Tan real me fue el recuerdo que mi corazón estalló en latidos y cortó la correa que con tanto esfuerzo mantenía arrinconadas mis esencias. De todos modos, mi rebeldía se retorcía de placer al pensar en lo que estaría pasando por la cabeza del gran jefe.

La sonrisa me salió sin buscarla al jactarme por tanta audacia. La frustración de «Nicolás Bravo», como se lo conocía en el llano —Cangapol, para su gente—, era una pequeña venganza contra la de veces que su mirada oscura me había acorralado; partida en dos por el deber y el horror de saberme un trofeo para el poderoso cacique.

El principio de mi pesar daría comienzo justo cuando el soberano se fijó en mí de esa manera cruel y perversa a la que suelen someternos los tiranos...

Cangapol, el líder tehuelche de una temible tropa que azotaba los pueblos del sur, se había encaprichado conmigo cuando, con mi boca todavía sin dientes y abierta de puro asombro, lo miraba arrobada tras las piernas de mi padre, asistiendo a una visita por la toldería.

Alto, erguido y poderoso, aunque aún joven en ciernes, me había hecho notar su presencia. Su mirada me había asustado y puesto en mí como un carimbo, la sentencia de lo irremediable.

Tan así había sido, que ese mismo día quedó sellada la promesa con un cruce de manos y la aceptación unánime del Consejo de Ancianos de la poblada. Y para no ser menos, el cacique aventuró su palabra de hacerme su mujer apenas tuviese mi primer shaue, el sangrado que marcaba el inicio de la pubertad.

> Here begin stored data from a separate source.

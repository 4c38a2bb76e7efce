#[cfg(test)]
mod tests {
    use crate::browser::scripts::{generate_image_enumeration_script, generate_scroll_script, LAZY_SRC_ATTRIBUTES};
    use crate::browser::{BrowserManager, ImageElement, RenderingBackend};
    use crate::config::ScraperConfig;
    use crate::error::PipelineError;
    use std::time::Duration;
    use tempfile::tempdir;

    #[tokio::test]
    async fn test_open_session_reports_unavailable_environment() {
        let data_root = tempdir().unwrap();
        let mut config = ScraperConfig::default();
        config.launch_timeout = Duration::from_secs(10);
        let manager = BrowserManager::new(config).with_data_root(data_root.path().to_path_buf());

        // note: passes with or without a local Chromium install
        match manager.open_session().await {
            Ok(mut session) => {
                let _ = session.close().await;
            }
            Err(e) => {
                assert!(
                    matches!(e, PipelineError::RenderingEnvironmentUnavailable(_)),
                    "Expected rendering-environment error, got: {}",
                    e
                );
            }
        }

        // profile directories never outlive the session
        let leftovers = std::fs::read_dir(data_root.path()).unwrap().count();
        assert_eq!(leftovers, 0);
    }

    #[test]
    fn test_image_script_reads_lazy_attributes() {
        let script = generate_image_enumeration_script();

        assert!(script.contains("querySelectorAll('img')"));
        for attr in LAZY_SRC_ATTRIBUTES {
            assert!(script.contains(attr), "script should read {}", attr);
        }
        assert!(script.contains("naturalWidth"));
        assert!(script.contains("getBoundingClientRect"));
    }

    #[test]
    fn test_scroll_script_reports_height() {
        let script = generate_scroll_script();
        assert!(script.contains("scrollTo"));
        assert!(script.contains("scrollHeight"));
    }

    #[test]
    fn test_image_element_deserializes_script_output() {
        let raw = serde_json::json!([
            {
                "src": "https://example.com/hero.jpg",
                "lazySrc": null,
                "alt": "Hero",
                "title": null,
                "naturalWidth": 1200,
                "naturalHeight": 600,
                "renderedWidth": 600,
                "renderedHeight": 300
            },
            { "src": null, "lazySrc": "/img/lazy.png" }
        ]);

        let elements: Vec<ImageElement> = serde_json::from_value(raw).unwrap();
        assert_eq!(elements.len(), 2);
        assert_eq!(elements[0].alt.as_deref(), Some("Hero"));
        assert_eq!(elements[0].natural_width, 1200);
        assert_eq!(elements[1].lazy_src.as_deref(), Some("/img/lazy.png"));
        assert_eq!(elements[1].natural_width, 0);
    }
}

Desde alguna parte alcanzaba a oír los gritos y las carcajadas provenientes de los festejos, donde Tolmichiya, mi padre, estaría agasajando a la visita con motivo de nuestra unión.

Con intención de hallar la calma me solté el pelo, dejándolo libre del complicado arreglo que mis hermanas habían intrincado en mi cabeza. Quitarme mi kai, el quillango, fue un suplicio; ameritó un gemido al enderezar la espalda.